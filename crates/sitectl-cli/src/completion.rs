use std::io::Write;

use anyhow::{Context, Result};
use clap::CommandFactory;
use clap_complete::Shell;

use crate::{Cli, CliCompletionShell};

impl From<CliCompletionShell> for Shell {
    fn from(shell: CliCompletionShell) -> Self {
        match shell {
            CliCompletionShell::Bash => Shell::Bash,
            CliCompletionShell::Zsh => Shell::Zsh,
            CliCompletionShell::Fish => Shell::Fish,
            CliCompletionShell::Powershell => Shell::PowerShell,
        }
    }
}

pub(crate) fn write_completions_script<W: Write>(
    shell: CliCompletionShell,
    writer: &mut W,
) -> Result<()> {
    let mut command = Cli::command();
    let generator: Shell = shell.into();
    let mut generated = Vec::new();
    clap_complete::generate(generator, &mut command, "sitectl", &mut generated);

    writer
        .write_all(&generated)
        .with_context(|| "failed writing generated completion script")?;
    writer
        .flush()
        .with_context(|| "failed flushing completion script")?;
    Ok(())
}
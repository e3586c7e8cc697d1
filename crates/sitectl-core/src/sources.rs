use std::collections::BTreeSet;
use std::ops::BitOr;

use anyhow::Result;

use crate::addon_type::{AddonType, AddonTypeCatalog};
use crate::inventory::{Catalog, Inventory};
use crate::warning::Warning;

/// State of an addon's directory on disk.
#[derive(Debug, Clone, Copy, PartialEq, Eq)]
pub enum Presence {
    Installed,
    Missing,
    /// A symbolic link standing in for real code.
    Placeholder,
    /// Directory exists but the type's marker file does not.
    Incomplete,
}

impl Presence {
    pub fn is_installed(self) -> bool {
        self == Self::Installed
    }
}

/// Result of a load that may have skipped malformed units along the way.
#[derive(Debug, Clone, PartialEq, Eq)]
pub struct Loaded<T> {
    pub value: T,
    pub warnings: Vec<Warning>,
}

impl<T> Loaded<T> {
    pub fn clean(value: T) -> Self {
        Self {
            value,
            warnings: Vec::new(),
        }
    }
}

pub trait DiskInventory {
    /// Names under the type's storage path that carry a valid marker file.
    fn list_instances(&self, addon_type: &AddonType) -> Result<BTreeSet<String>>;

    fn presence(&self, addon_type: &AddonType, name: &str) -> Presence;

    /// Non-core addons carry their own version-control metadata.
    fn has_vcs_marker(&self, addon_type: &AddonType, name: &str) -> bool;
}

pub trait InstalledLedger {
    fn load(&self, types: &AddonTypeCatalog) -> Result<Loaded<Inventory>>;
}

/// Bit set of catalog support levels.
#[derive(Debug, Clone, Copy, PartialEq, Eq, Hash)]
pub struct LevelMask(u8);

impl LevelMask {
    pub const CORE: Self = Self(1);
    pub const PLUS: Self = Self(2);
    pub const THIRD_PARTY: Self = Self(4);
    pub const ALL: Self = Self(1 | 2 | 4);

    pub fn bits(self) -> u8 {
        self.0
    }

    pub fn from_bits(bits: u8) -> Self {
        Self(bits & Self::ALL.0)
    }

    pub fn contains(self, other: Self) -> bool {
        self.0 & other.0 == other.0 && other.0 != 0
    }

    pub fn parse_level(name: &str) -> Option<Self> {
        match name.trim().to_ascii_lowercase().as_str() {
            "core" | "gao" => Some(Self::CORE),
            "plus" => Some(Self::PLUS),
            "third" | "third-party" => Some(Self::THIRD_PARTY),
            "all" => Some(Self::ALL),
            _ => None,
        }
    }
}

impl BitOr for LevelMask {
    type Output = Self;

    fn bitor(self, rhs: Self) -> Self {
        Self(self.0 | rhs.0)
    }
}

pub trait ReferenceCatalog {
    fn fetch(&self, levels: LevelMask, branch: u32) -> Result<Loaded<Catalog>>;
}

========

> REQUIRED WORK
Return every record, leaving each line exactly as it was given.

> TASK SOLUTION
filename crates/sitectl-cli/src/completion.rs
use std::io::Write;

use anyhow::{Context, Result};
use clap::CommandFactory;
use clap_complete::Shell;

use crate::{Cli, CliCompletionShell};

impl From<CliCompletionShell> for Shell {
    fn from(shell: CliCompletionShell) -> Self {
        match shell {
            CliCompletionShell::Bash => Shell::Bash,
            CliCompletionShell::Zsh => Shell::Zsh,
            CliCompletionShell::Fish => Shell::Fish,
            CliCompletionShell::Powershell => Shell::PowerShell,
        }
    }
}

pub(crate) fn write_completions_script<W: Write>(
    shell: CliCompletionShell,
    writer: &mut W,
) -> Result<()> {
    let mut command = Cli::command();
    let generator: Shell = shell.into();
    let mut generated = Vec::new();
    clap_complete::generate(generator, &mut command, "sitectl", &mut generated);

    writer
        .write_all(&generated)
        .with_context(|| "failed writing generated completion script")?;
    writer
        .flush()
        .with_context(|| "failed flushing completion script")?;
    Ok(())
}
repository e3586c7e8cc697d1
filename crates/sitectl-core/src/sources.rs
use std::collections::BTreeSet;
use std::ops::BitOr;

use anyhow::Result;

use crate::addon_type::{AddonType, AddonTypeCatalog};
use crate::inventory::{Catalog, Inventory};
use crate::warning::Warning;

/// State of an addon's directory on disk.
#[derive(Debug, Clone, Copy, PartialEq, Eq)]
pub enum Presence {
    Installed,
    Missing,
    /// A symbolic link standing in for real code.
    Placeholder,
    /// Directory exists but the type's marker file does not.
    Incomplete,
}

impl Presence {
    pub fn is_installed(self) -> bool {
        self == Self::Installed
    }
}

/// Result of a load that may have skipped malformed units along the way.
#[derive(Debug, Clone, PartialEq, Eq)]
pub struct Loaded<T> {
    pub value: T,
    pub warnings: Vec<Warning>,
}

impl<T> Loaded<T> {
    pub fn clean(value: T) -> Self {
        Self {
            value,
            warnings: Vec::new(),
        }
    }
}

pub trait DiskInventory {
    /// Names under the type's storage path that carry a valid marker file.
    fn list_instances(&self, addon_type: &AddonType) -> Result<BTreeSet<String>>;

    fn presence(&self, addon_type: &AddonType, name: &str) -> Presence;

    /// Non-core addons carry their own version-control metadata.
    fn has_vcs_marker(&self, addon_type: &AddonType, name: &str) -> bool;
}

pub trait InstalledLedger {
    fn load(&self, types: &AddonTypeCatalog) -> Result<Loaded<Inventory>>;
}

/// Bit set of catalog support levels.
#[derive(Debug, Clone, Copy, PartialEq, Eq, Hash)]
pub struct LevelMask(u8);

impl LevelMask {
    pub const CORE: Self = Self(1);
    pub const PLUS: Self = Self(2);
    pub const THIRD_PARTY: Self = Self(4);
    pub const ALL: Self = Self(1 | 2 | 4);

    pub fn bits(self) -> u8 {
        self.0
    }

    pub fn from_bits(bits: u8) -> Self {
        Self(bits & Self::ALL.0)
    }

    pub fn contains(self, other: Self) -> bool {
        self.0 & other.0 == other.0 && other.0 != 0
    }

    pub fn parse_level(name: &str) -> Option<Self> {
        match name.trim().to_ascii_lowercase().as_str() {
            "core" | "gao" => Some(Self::CORE),
            "plus" => Some(Self::PLUS),
            "third" | "third-party" => Some(Self::THIRD_PARTY),
            "all" => Some(Self::ALL),
            _ => None,
        }
    }
}

impl BitOr for LevelMask {
    type Output = Self;

    fn bitor(self, rhs: Self) -> Self {
        Self(self.0 | rhs.0)
    }
}

pub trait ReferenceCatalog {
    fn fetch(&self, levels: LevelMask, branch: u32) -> Result<Loaded<Catalog>>;
}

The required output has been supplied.